Can ve ben ilk bir kilometreyi birebir aynı bitirdiğimizde çoktan son hıza ulaşmıştık. Aynı anda hem yolu hem de etrafı tarıyordum. Bundan sonra dikkatli olacaksam kendimi dikkatli olmaya alıştırmalıydım. Hemen ilerimde pistte olmaması gereken bir şey görünce yavaş yavaş frenlere dokunarak hızımı düşürürken aynı zamanda ufak ancak ayarladığım bir farkla o cismin yanından geçtim. Eğer yanılmıyorsam fare gibi bir şeydi o cisim.
Çoktan oldukça önüme geçmiş olan Can'a bakarak hızımı arttırdım.

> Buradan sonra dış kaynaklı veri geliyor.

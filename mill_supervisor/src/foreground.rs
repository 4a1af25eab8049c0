//! Foreground side of the supervisor.
//!
//! [`ForegroundContext`] is what the reset sequencer hands to the run loop
//! on every iteration: the system record (exclusive), the consumer side of
//! the Signal Bus, and the reporter. [`execute_realtime`] is the reference
//! realtime executor: one call drains the bus and applies every pending
//! request to the operating state and overrides.

use mill_common::consts::AxisSteps;
use mill_common::supervisor::flags::{
    AccessoryOverride, AlarmFlags, ExecState, MotionOverride, SpindleStopFlags, SuspendFlags,
};
use mill_common::supervisor::state::{AlarmCause, OperatingState};
use tracing::{debug, info, warn};

use crate::collab::Reporter;
use crate::report::StatusReport;
use crate::shared::{InterruptPort, SharedState};
use crate::state::SystemState;

/// What the run loop should do after a realtime pass.
#[derive(Debug, Clone, Copy, PartialEq, Eq)]
pub enum Flow {
    Continue,
    /// Abort observed: return to the reset sequencer.
    Abort,
}

/// Spindle action owed by the run loop for a spindle-stop override.
#[derive(Debug, Clone, Copy, PartialEq, Eq)]
pub enum SpindleStopAction {
    Stop,
    Restore,
}

/// Requests that win over a cycle start arriving in the same pass.
const HALTING_REQUESTS: ExecState = ExecState::FEED_HOLD
    .union(ExecState::MOTION_CANCEL)
    .union(ExecState::SAFETY_DOOR)
    .union(ExecState::SLEEP);

/// Accessory requests that are not override percentages.
const ACCESSORY_PASSTHROUGH: AccessoryOverride = AccessoryOverride::COOLANT_FLOOD_TOGGLE
    .union(AccessoryOverride::COOLANT_MIST_TOGGLE);

// ─── Foreground Context ─────────────────────────────────────────────

pub struct ForegroundContext<'a> {
    shared: &'a SharedState,
    system: &'a mut SystemState,
    reporter: &'a mut dyn Reporter,
    accessory_pending: AccessoryOverride,
    last_alarm: Option<AlarmCause>,
    status_requests: u32,
}

impl<'a> ForegroundContext<'a> {
    pub(crate) fn new(
        shared: &'a SharedState,
        system: &'a mut SystemState,
        reporter: &'a mut dyn Reporter,
    ) -> Self {
        Self {
            shared,
            system,
            reporter,
            accessory_pending: AccessoryOverride::empty(),
            last_alarm: None,
            status_requests: 0,
        }
    }

    #[inline]
    pub fn state(&self) -> OperatingState {
        self.system.state()
    }

    /// Change the operating state. Returns the previous state.
    pub fn set_operating_state(&mut self, state: OperatingState) -> OperatingState {
        let previous = self.system.set_operating_state(state);
        if previous != state {
            debug!("state {:?} -> {:?}", previous, state);
        }
        previous
    }

    #[inline]
    pub fn system(&self) -> &SystemState {
        self.system
    }

    #[inline]
    pub fn system_mut(&mut self) -> &mut SystemState {
        self.system
    }

    #[inline]
    pub fn shared(&self) -> &'a SharedState {
        self.shared
    }

    /// Producer handle for self-requests; they travel the same bus as
    /// interrupt requests.
    #[inline]
    pub fn signals(&self) -> InterruptPort<'a> {
        self.shared.interrupt_port()
    }

    #[inline]
    pub fn machine_position(&self) -> AxisSteps {
        self.shared.machine_position.snapshot()
    }

    #[inline]
    pub fn abort_requested(&self) -> bool {
        self.system.abort
    }

    pub fn last_alarm(&self) -> Option<AlarmCause> {
        self.last_alarm
    }

    /// Status reports served during this iteration.
    pub fn status_requests(&self) -> u32 {
        self.status_requests
    }

    pub fn status_report(&self) -> StatusReport {
        StatusReport {
            state: self.system.state(),
            machine_position: self.machine_position(),
            overrides: self.system.overrides,
        }
    }

    // ── Signal Bus consumer ──

    pub fn take_exec_state(&mut self) -> ExecState {
        self.shared.bus.exec_state.take_and_clear()
    }

    /// Consume only the execution requests in `mask`. Used by long
    /// blocking motions (homing, probing) that watch for reset and door
    /// while leaving everything else for the next full pass.
    pub fn take_exec_requests(&mut self, mask: ExecState) -> ExecState {
        self.shared.bus.exec_state.take(mask)
    }

    pub fn take_alarms(&mut self) -> AlarmFlags {
        self.shared.bus.alarm.take_and_clear()
    }

    pub fn take_motion_overrides(&mut self) -> MotionOverride {
        self.shared.bus.motion_override.take_and_clear()
    }

    pub fn take_accessory_overrides(&mut self) -> AccessoryOverride {
        self.shared.bus.accessory_override.take_and_clear()
    }

    /// Coolant toggles left behind by [`execute_realtime`] for the run
    /// loop to apply to the coolant outputs.
    pub fn take_accessory_requests(&mut self) -> AccessoryOverride {
        core::mem::take(&mut self.accessory_pending)
    }

    // ── Probe cycle ──

    /// Arm the probe at the start of a probing motion.
    pub fn arm_probe(&mut self) -> bool {
        self.system.probe_succeeded = false;
        self.shared.probe.arm()
    }

    /// Finish a probing motion.
    ///
    /// Returns the captured position on contact. Without contact the probe
    /// is disarmed and `PROBE_FAIL_CONTACT` is raised on the bus. Either
    /// way the probe ends `Inactive`.
    pub fn finish_probe(&mut self) -> Option<AxisSteps> {
        // The step interrupt may still trigger until the disarm lands; a
        // failed disarm means the capture is there to collect.
        let result = if self.shared.probe.disarm() {
            None
        } else {
            self.shared.probe.take_result()
        };

        self.system.probe_succeeded = result.is_some();
        if result.is_none() {
            self.signals().raise_alarm(AlarmFlags::PROBE_FAIL_CONTACT);
        }
        result
    }

    // ── Run-loop entry ──

    /// First step of every run loop after a reset iteration.
    ///
    /// `Alarm` and `Sleep` enter as `Alarm`. Every other state enters as
    /// `Idle`: planner and stepper were just reset, so a held or running
    /// program is gone. With the door still open, `SAFETY_DOOR` is raised
    /// again for the first poll.
    pub fn enter_run_loop(&mut self, door_ajar: bool) -> OperatingState {
        match self.state() {
            OperatingState::Alarm | OperatingState::Sleep => {
                self.set_operating_state(OperatingState::Alarm);
            }
            _ => {
                self.set_operating_state(OperatingState::Idle);
                if door_ajar {
                    self.signals().set_exec_state(ExecState::SAFETY_DOOR);
                }
            }
        }
        self.state()
    }

    /// The safety door input reads closed again. A cycle start may then
    /// leave `SafetyDoor`.
    pub fn door_closed(&mut self) {
        self.system.suspend.remove(SuspendFlags::SAFETY_DOOR_AJAR);
    }

    // ── Spindle stop override ──

    /// Advance the spindle-stop override during a hold.
    ///
    /// `INITIATE` becomes `ENABLED` and the spindle must stop. `RESTORE`
    /// or `RESTORE_CYCLE` clears the override and the spindle must
    /// restart; `RESTORE_CYCLE` also requests the cycle start that
    /// resumes the program.
    pub fn service_spindle_stop(&mut self) -> Option<SpindleStopAction> {
        let stop = self.system.spindle_stop_override;
        if stop.contains(SpindleStopFlags::INITIATE) {
            self.system.spindle_stop_override = SpindleStopFlags::ENABLED;
            return Some(SpindleStopAction::Stop);
        }
        if stop.intersects(SpindleStopFlags::RESTORE | SpindleStopFlags::RESTORE_CYCLE) {
            self.system.spindle_stop_override = SpindleStopFlags::empty();
            if stop.contains(SpindleStopFlags::RESTORE_CYCLE) {
                self.signals().set_exec_state(ExecState::CYCLE_START);
            }
            return Some(SpindleStopAction::Restore);
        }
        None
    }

    // ── Alarm gate ──

    /// Explicit alarm unlock. Returns `false` if not in `Alarm`.
    pub fn unlock(&mut self) -> bool {
        if !self.state().is_alarm() {
            return false;
        }
        info!("alarm lock cleared by unlock");
        self.set_operating_state(OperatingState::Idle);
        true
    }

    /// Successful homing cycle: leaves `Alarm` or `Homing` for `Idle`.
    pub fn homing_complete(&mut self) -> bool {
        if !matches!(self.state(), OperatingState::Alarm | OperatingState::Homing) {
            return false;
        }
        info!("homing complete");
        self.system.homing_axis_lock = 0;
        self.set_operating_state(OperatingState::Idle);
        true
    }

    fn enter_alarm(&mut self, cause: AlarmCause) {
        warn!("ALARM: {cause}");
        self.set_operating_state(OperatingState::Alarm);
        self.last_alarm = Some(cause);
        self.reporter.alarm(cause);
    }
}

// ─── Realtime Executor ──────────────────────────────────────────────

/// Drain the Signal Bus and act on every pending request.
///
/// Alarms are handled first so that an alarm and a reset arriving
/// together leave the machine in `Alarm` across the reset.
pub fn execute_realtime(ctx: &mut ForegroundContext<'_>) -> Flow {
    let alarms = ctx.take_alarms();
    if let Some(cause) = AlarmCause::from_flags(alarms) {
        ctx.enter_alarm(cause);
    }

    let exec = ctx.take_exec_state();
    if exec.contains(ExecState::RESET) {
        if ctx.state().is_moving() {
            ctx.enter_alarm(AlarmCause::AbortCycle);
        }
        ctx.system.abort = true;
        info!("reset requested");
        return Flow::Abort;
    }
    apply_exec_state(ctx, exec);

    let motion = ctx.take_motion_overrides();
    if !motion.is_empty() && ctx.system.overrides.apply_motion(motion) {
        debug!(
            "feed override {}%, rapid override {}%",
            ctx.system.overrides.feed, ctx.system.overrides.rapid
        );
        ctx.system.report_override_counter = 0;
    }

    let accessory = ctx.take_accessory_overrides();
    if !accessory.is_empty() {
        apply_accessory(ctx, accessory);
    }

    Flow::Continue
}

fn apply_exec_state(ctx: &mut ForegroundContext<'_>, exec: ExecState) {
    use OperatingState::*;

    if exec.contains(ExecState::STATUS_REPORT) {
        ctx.status_requests += 1;
        let report = ctx.status_report();
        ctx.reporter.status(&report);
    }

    if exec.contains(ExecState::SLEEP) && ctx.state() != Sleep {
        ctx.set_operating_state(Sleep);
    }

    if exec.contains(ExecState::SAFETY_DOOR) && !matches!(ctx.state(), Alarm | Sleep) {
        // Program motion held by the door resumes once it closes.
        if matches!(ctx.state(), Cycle | Hold) {
            ctx.system.suspend |= SuspendFlags::HOLD_COMPLETE;
        }
        ctx.system.suspend |= SuspendFlags::SAFETY_DOOR_AJAR;
        ctx.set_operating_state(SafetyDoor);
    }

    if exec.contains(ExecState::MOTION_CANCEL) && matches!(ctx.state(), Cycle | Jog) {
        ctx.system.suspend |= SuspendFlags::MOTION_CANCEL;
        ctx.set_operating_state(Idle);
    }

    if exec.contains(ExecState::FEED_HOLD) {
        match ctx.state() {
            Cycle => {
                ctx.set_operating_state(Hold);
            }
            Jog => {
                ctx.system.suspend |= SuspendFlags::JOG_CANCEL;
                ctx.set_operating_state(Idle);
            }
            _ => {}
        }
    }

    if exec.contains(ExecState::CYCLE_START) && !exec.intersects(HALTING_REQUESTS) {
        cycle_start(ctx);
    }

    if exec.contains(ExecState::CYCLE_STOP) && matches!(ctx.state(), Cycle | Hold) {
        ctx.system.suspend = SuspendFlags::empty();
        ctx.set_operating_state(Idle);
    }
}

fn cycle_start(ctx: &mut ForegroundContext<'_>) {
    use OperatingState::*;

    match ctx.state() {
        Idle => resume_cycle(ctx),
        Hold if ctx
            .system
            .spindle_stop_override
            .contains(SpindleStopFlags::ENABLED) =>
        {
            ctx.system.spindle_stop_override |= SpindleStopFlags::RESTORE_CYCLE;
        }
        Hold => resume_cycle(ctx),
        SafetyDoor if !ctx.system.suspend.contains(SuspendFlags::SAFETY_DOOR_AJAR) => {
            if ctx.system.suspend.contains(SuspendFlags::HOLD_COMPLETE) {
                resume_cycle(ctx);
            } else {
                ctx.system.suspend = SuspendFlags::empty();
                ctx.set_operating_state(Idle);
            }
        }
        _ => {}
    }
}

fn resume_cycle(ctx: &mut ForegroundContext<'_>) {
    ctx.system.suspend = SuspendFlags::empty();
    ctx.system.spindle_stop_override = SpindleStopFlags::empty();
    ctx.set_operating_state(OperatingState::Cycle);
}

fn apply_accessory(ctx: &mut ForegroundContext<'_>, accessory: AccessoryOverride) {
    if ctx.system.overrides.apply_spindle(accessory) {
        debug!("spindle override {}%", ctx.system.overrides.spindle);
        ctx.system.report_override_counter = 0;
    }

    // Spindle stop is honored only while holding.
    if accessory.contains(AccessoryOverride::SPINDLE_STOP)
        && ctx.state() == OperatingState::Hold
    {
        let stop = &mut ctx.system.spindle_stop_override;
        if stop.is_empty() {
            *stop = SpindleStopFlags::INITIATE;
        } else if stop.contains(SpindleStopFlags::ENABLED) {
            *stop |= SpindleStopFlags::RESTORE;
        } else if stop.contains(SpindleStopFlags::INITIATE) {
            // Not yet acknowledged: cancel.
            *stop = SpindleStopFlags::empty();
        }
    }

    ctx.accessory_pending |= accessory & ACCESSORY_PASSTHROUGH;
}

Tekrar en üst hıza ulaştığımda bir yandan yolu kolaçan ederken bir yandan da Can'ı kontrol ediyordum. Can en az beş yüz metre ilerimdeydi ve kaybedeceğim kesindi. Tabii pisti fareler bastıysa ve Can durmak zorunda kalırsa durum farklıydı.
Ancak anlaşılan Fareli Köyün Kavalcısı buraya uğramamıştı ve ben annemden miras aldığım şanssızlığımla yoluma çıkan fareyle yarışı kaybetmiştim.
Teoman ve Can'ın beni beklediği binanın yanına beş yüz metre kala fren yapmaya başlayarak onların yanına gelince durdum.
Teoman elindeki kronometreyi durdurarak
"Kırk dört saniye." dedi bana tamamladığım süreyi söyleyerek.
Kaskımı çıkarıp saçlarımı havalandırdıktan sonra Can'a dönüp
ŞİMDİ OKUDUĞUN
Rakunlar
ActionBaşlangıç Tarihi: 02/02/2017 *Kapak tasarımı için EnesCLK'a sonsuz teşekkürler* Dünyayı on yıllardır kasıp kavuran ancak Türkiye'de hiçbir zaman yeterince ilgi göremeyen motor kulüpleri sonunda aradıkları şansı bulmuş ve büyük bir akım yaratmışlard...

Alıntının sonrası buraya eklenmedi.